Programmable text editor

TECO (/ˈtiːkoʊ/), short for Text Editor & Corrector,

 is both a character-oriented text editor and a programming language, that was developed in 1962 for use on Digital Equipment Corporation computers, and has since become available on PCs and Unix. Dan Murphy developed TECO while a student at the Massachusetts Institute of Technology (MIT).

According to Murphy, the initial acronym was Tape Editor and Corrector because "punched paper tape was the only medium for the storage of program source on our PDP-1. There was no hard disk, floppy disk, magnetic tape (magtape), or network." By the time TECO was made available for general use, the name had become "Text Editor and Corrector", since even the PDP-1 version
by then supported other media. It was subsequently modified by many other people and is a direct ancestor of Emacs, which was originally implemented in TECO macros.

==Description==
TECO is not only an editor but also an interpreted programming language for text manipulation. Arbitrary programs (called "macros") for searching and modifying text give it great power. Unlike regular expressions, however, the language was imperative, though some versions had an "or" operator in string search.

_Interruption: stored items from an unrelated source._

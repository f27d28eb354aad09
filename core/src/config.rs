/// Configuration management
use crate::error::{NotifyError, Result};
use crate::identity::Role;
use serde::{Deserialize, Serialize};
use std::time::Duration;

const DEFAULT_API_URL: &str = "http://127.0.0.1:8000";
const DEFAULT_WS_URL: &str = "ws://127.0.0.1:8000";

/// Client configuration
#[derive(Debug, Clone, Serialize, Deserialize)]
pub struct Config {
    /// Base URL of the REST backend
    pub api_base_url: String,

    /// Base URL of the push endpoint (`/ws/{user_id}` is appended)
    pub ws_base_url: String,

    /// Fixed delay before a reconnection attempt
    pub reconnect_delay: Duration,

    /// Snapshot poll interval
    pub poll_interval: Duration,

    /// Per-request timeout for snapshot calls
    pub request_timeout: Duration,

    /// Raw cookie string holding `session_token`
    pub cookie: Option<String>,

    /// Identity to watch (watcher binary only)
    pub user_id: Option<String>,

    /// Role of the identity
    pub role: Role,
}

impl Default for Config {
    fn default() -> Self {
        Self {
            api_base_url: DEFAULT_API_URL.to_string(),
            ws_base_url: DEFAULT_WS_URL.to_string(),
            reconnect_delay: Duration::from_secs(5),
            poll_interval: Duration::from_secs(60),
            request_timeout: Duration::from_secs(15),
            cookie: None,
            user_id: None,
            role: Role::default(),
        }
    }
}

impl Config {
    /// Create config from command line arguments
    pub fn from_args(args: &[String]) -> Result<Self> {
        if args.len() < 2 {
            return Err(NotifyError::Config(format!(
                "Usage: {} <user_id> [--api-url <url>] [--ws-url <url>] [--cookie <cookie>] [--role <patient|doctor|admin>] [--poll-secs <n>] [--reconnect-secs <n>] [--timeout-secs <n>]",
                args.first().map(String::as_str).unwrap_or("core")
            )));
        }

        let mut config = Self::default();
        config.user_id = Some(args[1].clone());
        config.parse_flags(&args[2..])?;
        config.apply_env()?;
        config.validate()?;
        Ok(config)
    }

    /// Create config from the environment only
    pub fn from_env() -> Result<Self> {
        let mut config = Self::default();
        config.apply_env()?;
        config.validate()?;
        Ok(config)
    }

    fn parse_flags(&mut self, flags: &[String]) -> Result<()> {
        let mut i = 0;
        while i < flags.len() {
            let flag = flags[i].as_str();
            let value = flags.get(i + 1).ok_or_else(|| {
                NotifyError::Config(format!("{} requires an argument", flag))
            })?;
            match flag {
                "--api-url" => self.api_base_url = value.clone(),
                "--ws-url" => self.ws_base_url = value.clone(),
                "--cookie" => self.cookie = Some(value.clone()),
                "--role" => self.role = value.parse()?,
                "--poll-secs" => self.poll_interval = parse_secs(flag, value)?,
                "--reconnect-secs" => self.reconnect_delay = parse_secs(flag, value)?,
                "--timeout-secs" => self.request_timeout = parse_secs(flag, value)?,
                other => {
                    return Err(NotifyError::Config(format!("Unknown flag: {}", other)));
                }
            }
            i += 2;
        }
        Ok(())
    }

    // Env overrides (nice for scripts)
    fn apply_env(&mut self) -> Result<()> {
        if let Ok(url) = std::env::var("NOTIFY_API_URL") {
            self.api_base_url = url;
        }
        if let Ok(url) = std::env::var("NOTIFY_WS_URL") {
            self.ws_base_url = url;
        }
        if let Ok(cookie) = std::env::var("NOTIFY_COOKIE") {
            self.cookie = Some(cookie);
        }
        if let Ok(secs) = std::env::var("NOTIFY_POLL_SECS") {
            self.poll_interval = parse_secs("NOTIFY_POLL_SECS", &secs)?;
        }
        if let Ok(secs) = std::env::var("NOTIFY_RECONNECT_SECS") {
            self.reconnect_delay = parse_secs("NOTIFY_RECONNECT_SECS", &secs)?;
        }
        Ok(())
    }

    fn validate(&self) -> Result<()> {
        if !self.api_base_url.starts_with("http://") {
            return Err(NotifyError::Config(format!(
                "API URL must start with http:// (got {})",
                self.api_base_url
            )));
        }
        if !(self.ws_base_url.starts_with("ws://") || self.ws_base_url.starts_with("wss://")) {
            return Err(NotifyError::Config(format!(
                "Push URL must start with ws:// or wss:// (got {})",
                self.ws_base_url
            )));
        }
        if self.poll_interval.is_zero() {
            return Err(NotifyError::Config("Poll interval must be positive".to_string()));
        }
        if self.reconnect_delay.is_zero() {
            return Err(NotifyError::Config("Reconnect delay must be positive".to_string()));
        }
        if self.request_timeout.is_zero() {
            return Err(NotifyError::Config("Request timeout must be positive".to_string()));
        }
        Ok(())
    }

    /// Push endpoint for one user
    pub fn push_url(&self, user_id: &str) -> String {
        format!(
            "{}/ws/{}",
            self.ws_base_url.trim_end_matches('/'),
            urlencoding::encode(user_id)
        )
    }
}

fn parse_secs(name: &str, value: &str) -> Result<Duration> {
    value
        .parse::<u64>()
        .map(Duration::from_secs)
        .map_err(|_| NotifyError::Config(format!("{} must be a whole number of seconds", name)))
}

TECO does not really have syntax; each character in a program is an imperative command, dispatched to its corresponding routine. That routine may read further characters from the program stream (giving the effect of string arguments), change the position of the "program counter" (giving the effect of control structures), or push values onto a value stack (giving the effect of nested parentheses). But there is nothing to prevent operations like jumping into the middle of a comment, since there is no syntax and no parsing.

TECO ignores case and whitespace (except tab, which is an insertion command).

A satirical essay on computer programming, "Real Programmers Don't Use Pascal", suggested that a common game for TECO fans was to enter their name as a command sequence, and then try to work out what would happen. The same essay in describing TECO coined the acronym YAFIYGI, meaning "You Asked For It You Got It" (in contrast to WYSIWYG).

==Impact==
The EMACS editor originally started by David A. Moon and Guy L. Steele Jr. was implemented in TECO as a set of Editor MACroS. TECO became more widely used following a Digital Equipment Corporation (DEC) PDP-6 implementation developed at MIT's Project MAC in 1964. This implementation continuously displayed the edited text visually on a CRT screen, and was used as an interactive online editor. Later versions of TECO were capable of driving full-screen mode on various DEC RS-232 video terminals such as the VT52 or VT100.

TECO was available for several operating systems and computers, including the PDP-1 computer, the PDP-8 (under OS/8), the Incompatible Timesharing System (ITS) on the PDP-6 and PDP-10, and TOPS-10 and TOPS-20 on the PDP-10. A version of TECO was provided with all DEC operating systems; the version available for RT11 was able to drive the GT40 graphics display while the version available for RSTS/E was implemented as a multi-user run-time system and could be used as the user's complete operating environment; the user never actually had to exit TECO. The VTEDIT (Video Terminal Editor) TECO macro was commonly used on RSTS/E and VAX systems with terminals capable of direct-cursor control (e.g. VT52 and VT100) to provide a full-screen visual editor similar in function to the contemporaneously developed Emacs.

TECO continues to be included in OpenVMS by VSI, and is invoked with the EDIT/TECO command.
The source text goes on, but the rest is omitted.